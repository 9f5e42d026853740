//! Local terminal handling: raw mode, size, and resize notifications.

use std::io::Read;

use anyhow::{Context, Result};
use crossterm::terminal;
use tokio::sync::mpsc;
use tracing::{debug, warn};

/// Restores cooked mode on drop, including on early return or panic unwind.
pub struct RawModeGuard {
    _private: (),
}

impl RawModeGuard {
    pub fn enter() -> Result<Self> {
        terminal::enable_raw_mode().context("failed to enable raw terminal mode")?;
        Ok(Self { _private: () })
    }
}

impl Drop for RawModeGuard {
    fn drop(&mut self) {
        if let Err(e) = terminal::disable_raw_mode() {
            warn!(error = %e, "failed to restore terminal mode");
        }
    }
}

/// Current terminal size as `(rows, cols)`, falling back to 24x80.
pub fn size() -> (u16, u16) {
    match terminal::size() {
        Ok((cols, rows)) if cols > 0 && rows > 0 => (rows, cols),
        _ => (24, 80),
    }
}

/// Forward stdin in chunks. Runs on a plain thread because a blocking read
/// cannot be cancelled; it ends with the process.
pub fn spawn_stdin_reader() -> mpsc::Receiver<Vec<u8>> {
    let (tx, rx) = mpsc::channel(64);
    std::thread::spawn(move || {
        let mut stdin = std::io::stdin().lock();
        let mut buf = [0u8; 4096];
        loop {
            match stdin.read(&mut buf) {
                Ok(0) => break,
                Ok(n) => {
                    if tx.blocking_send(buf[..n].to_vec()).is_err() {
                        break;
                    }
                }
                Err(e) if e.kind() == std::io::ErrorKind::Interrupted => continue,
                Err(e) => {
                    debug!(error = %e, "stdin read failed");
                    break;
                }
            }
        }
    });
    rx
}

/// Emit the terminal size on every SIGWINCH.
pub fn spawn_resize_watcher(tx: mpsc::Sender<(u16, u16)>) -> Result<()> {
    use tokio::signal::unix::{signal, SignalKind};
    let mut winch = signal(SignalKind::window_change()).context("failed to watch SIGWINCH")?;
    tokio::spawn(async move {
        while winch.recv().await.is_some() {
            if tx.send(size()).await.is_err() {
                break;
            }
        }
    });
    Ok(())
}
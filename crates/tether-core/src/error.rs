use std::path::PathBuf;

use thiserror::Error;

/// Errors produced by the tether protocol, registry and lifecycle layers.
#[derive(Debug, Error)]
pub enum TetherError {
    #[error("codec error: {0}")]
    Codec(String),

    #[error("unknown frame type: 0x{0:02x}")]
    UnknownFrameType(u8),

    #[error("frame of {len} bytes exceeds the {max} byte limit")]
    FrameTooLarge { len: usize, max: usize },

    #[error("handshake failed: {0}")]
    Handshake(String),

    #[error("protocol major version mismatch: local {local}, peer {peer}")]
    VersionMismatch { local: u16, peer: u16 },

    #[error("failed to spawn process: {0}")]
    Spawn(String),

    #[error("session `{session_id}` (scope `{scope_key}`) does not exist or is not running")]
    SessionNotFound {
        session_id: String,
        scope_key: String,
    },

    #[error(
        "cannot reach session socket {}: {source}; check that the session exists and its broker is running",
        path.display()
    )]
    Unreachable {
        path: PathBuf,
        #[source]
        source: std::io::Error,
    },

    #[error("invalid identifier: {0}")]
    InvalidId(String),

    #[error("registry error: {0}")]
    Registry(String),

    #[error("timed out waiting for {0}")]
    Timeout(&'static str),

    #[error("connection closed")]
    Closed,

    #[error("io error: {0}")]
    Io(#[from] std::io::Error),

    #[error("{0}")]
    Other(String),
}

impl From<ciborium::de::Error<std::io::Error>> for TetherError {
    fn from(e: ciborium::de::Error<std::io::Error>) -> Self {
        TetherError::Codec(e.to_string())
    }
}

impl From<ciborium::ser::Error<std::io::Error>> for TetherError {
    fn from(e: ciborium::ser::Error<std::io::Error>) -> Self {
        TetherError::Codec(e.to_string())
    }
}

impl From<serde_json::Error> for TetherError {
    fn from(e: serde_json::Error) -> Self {
        TetherError::Registry(e.to_string())
    }
}

pub type TetherResult<T> = Result<T, TetherError>;
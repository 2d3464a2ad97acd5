//! Domain invariants for projected rows
//!
//! Checked by the projector in debug builds and by the test suites.

use super::rows::IndexRow;

/// INVARIANT-1: Witness Tiers
/// Every event's flat witnesses are contained in its tree witnesses.
pub fn invariant_flat_within_tree(rows: &[IndexRow]) -> bool {
    rows.iter()
        .filter_map(IndexRow::witnesses)
        .all(|(flat, tree)| flat.is_subset(tree))
}

/// INVARIANT-2: Deferred Sequencing
/// The projector never invents sequential ids.
pub fn invariant_sequential_ids_unassigned(rows: &[IndexRow]) -> bool {
    rows.iter()
        .filter_map(IndexRow::event_sequential_id)
        .all(|id| !id.is_assigned())
}

/// INVARIANT-3: Single Summary
/// Exactly one `TransactionMeta` row, and it is the last row.
pub fn invariant_single_trailing_meta(rows: &[IndexRow]) -> bool {
    let meta_rows = rows
        .iter()
        .filter(|row| matches!(row, IndexRow::TransactionMeta(_)))
        .count();
    meta_rows == 1 && matches!(rows.last(), Some(IndexRow::TransactionMeta(_)))
}

/// INVARIANT-4: Filter Placement
/// Id filter rows only appear after an event row of the same update.
pub fn invariant_filters_follow_events(rows: &[IndexRow]) -> bool {
    let mut seen_event = false;
    for row in rows {
        if row.is_event() {
            seen_event = true;
        } else if row.is_id_filter() && !seen_event {
            return false;
        }
    }
    true
}

/// INVARIANT-5: Single Completion
/// At most one completion row per update.
pub fn invariant_at_most_one_completion(rows: &[IndexRow]) -> bool {
    rows.iter()
        .filter(|row| matches!(row, IndexRow::CommandCompletion(_)))
        .count()
        <= 1
}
···
Your task is to retype the whole listing, keeping every word exactly as it is.

__EXERCISE ANSWER__
repository 9f5e42d026853740
//! Local terminal handling: raw mode, size, and resize notifications.

use std::io::Read;

use anyhow::{Context, Result};
use crossterm::terminal;
use tokio::sync::mpsc;
use tracing::{debug, warn};

/// Restores cooked mode on drop, including on early return or panic unwind.
pub struct RawModeGuard {
    _private: (),
}

impl RawModeGuard {
    pub fn enter() -> Result<Self> {
        terminal::enable_raw_mode().context("failed to enable raw terminal mode")?;
        Ok(Self { _private: () })
    }
}

impl Drop for RawModeGuard {
    fn drop(&mut self) {
        if let Err(e) = terminal::disable_raw_mode() {
            warn!(error = %e, "failed to restore terminal mode");
        }
    }
}

/// Current terminal size as `(rows, cols)`, falling back to 24x80.
pub fn size() -> (u16, u16) {
    match terminal::size() {
        Ok((cols, rows)) if cols > 0 && rows > 0 => (rows, cols),
        _ => (24, 80),
    }
}

/// Forward stdin in chunks. Runs on a plain thread because a blocking read
/// cannot be cancelled; it ends with the process.
pub fn spawn_stdin_reader() -> mpsc::Receiver<Vec<u8>> {
    let (tx, rx) = mpsc::channel(64);
    std::thread::spawn(move || {
        let mut stdin = std::io::stdin().lock();
        let mut buf = [0u8; 4096];
        loop {
            match stdin.read(&mut buf) {
                Ok(0) => break,
                Ok(n) => {
                    if tx.blocking_send(buf[..n].to_vec()).is_err() {
                        break;
                    }
                }
                Err(e) if e.kind() == std::io::ErrorKind::Interrupted => continue,
                Err(e) => {
                    debug!(error = %e, "stdin read failed");
                    break;
                }
            }
        }
    });
    rx
}

/// Emit the terminal size on every SIGWINCH.
pub fn spawn_resize_watcher(tx: mpsc::Sender<(u16, u16)>) -> Result<()> {
    use tokio::signal::unix::{signal, SignalKind};
    let mut winch = signal(SignalKind::window_change()).context("failed to watch SIGWINCH")?;
    tokio::spawn(async move {
        while winch.recv().await.is_some() {
            if tx.send(size()).await.is_err() {
                break;
            }
        }
    });
    Ok(())
}
filename crates/tether-core/src/error.rs
use std::path::PathBuf;

use thiserror::Error;

/// Errors produced by the tether protocol, registry and lifecycle layers.
#[derive(Debug, Error)]
pub enum TetherError {
    #[error("codec error: {0}")]
    Codec(String),

    #[error("unknown frame type: 0x{0:02x}")]
    UnknownFrameType(u8),

    #[error("frame of {len} bytes exceeds the {max} byte limit")]
    FrameTooLarge { len: usize, max: usize },

    #[error("handshake failed: {0}")]
    Handshake(String),

    #[error("protocol major version mismatch: local {local}, peer {peer}")]
    VersionMismatch { local: u16, peer: u16 },

    #[error("failed to spawn process: {0}")]
    Spawn(String),

    #[error("session `{session_id}` (scope `{scope_key}`) does not exist or is not running")]
    SessionNotFound {
        session_id: String,
        scope_key: String,
    },

    #[error(
        "cannot reach session socket {}: {source}; check that the session exists and its broker is running",
        path.display()
    )]
    Unreachable {
        path: PathBuf,
        #[source]
        source: std::io::Error,
    },

    #[error("invalid identifier: {0}")]
    InvalidId(String),

    #[error("registry error: {0}")]
    Registry(String),

    #[error("timed out waiting for {0}")]
    Timeout(&'static str),

    #[error("connection closed")]
    Closed,

    #[error("io error: {0}")]
    Io(#[from] std::io::Error),

    #[error("{0}")]
    Other(String),
}

impl From<ciborium::de::Error<std::io::Error>> for TetherError {
    fn from(e: ciborium::de::Error<std::io::Error>) -> Self {
        TetherError::Codec(e.to_string())
    }
}

impl From<ciborium::ser::Error<std::io::Error>> for TetherError {
    fn from(e: ciborium::ser::Error<std::io::Error>) -> Self {
        TetherError::Codec(e.to_string())
    }
}

impl From<serde_json::Error> for TetherError {
    fn from(e: serde_json::Error) -> Self {
        TetherError::Registry(e.to_string())
    }
}

pub type TetherResult<T> = Result<T, TetherError>;
repository 2d3464a2ad97acd5
//! Domain invariants for projected rows
//!
//! Checked by the projector in debug builds and by the test suites.

use super::rows::IndexRow;

/// INVARIANT-1: Witness Tiers
/// Every event's flat witnesses are contained in its tree witnesses.
pub fn invariant_flat_within_tree(rows: &[IndexRow]) -> bool {
    rows.iter()
        .filter_map(IndexRow::witnesses)
        .all(|(flat, tree)| flat.is_subset(tree))
}

/// INVARIANT-2: Deferred Sequencing
/// The projector never invents sequential ids.
pub fn invariant_sequential_ids_unassigned(rows: &[IndexRow]) -> bool {
    rows.iter()
        .filter_map(IndexRow::event_sequential_id)
        .all(|id| !id.is_assigned())
}

/// INVARIANT-3: Single Summary
/// Exactly one `TransactionMeta` row, and it is the last row.
pub fn invariant_single_trailing_meta(rows: &[IndexRow]) -> bool {
    let meta_rows = rows
        .iter()
        .filter(|row| matches!(row, IndexRow::TransactionMeta(_)))
        .count();
    meta_rows == 1 && matches!(rows.last(), Some(IndexRow::TransactionMeta(_)))
}

/// INVARIANT-4: Filter Placement
/// Id filter rows only appear after an event row of the same update.
pub fn invariant_filters_follow_events(rows: &[IndexRow]) -> bool {
    let mut seen_event = false;
    for row in rows {
        if row.is_event() {
            seen_event = true;
        } else if row.is_id_filter() && !seen_event {
            return false;
        }
    }
    true
}

/// INVARIANT-5: Single Completion
/// At most one completion row per update.
pub fn invariant_at_most_one_completion(rows: &[IndexRow]) -> bool {
    rows.iter()
        .filter(|row| matches!(row, IndexRow::CommandCompletion(_)))
        .count()
        <= 1
}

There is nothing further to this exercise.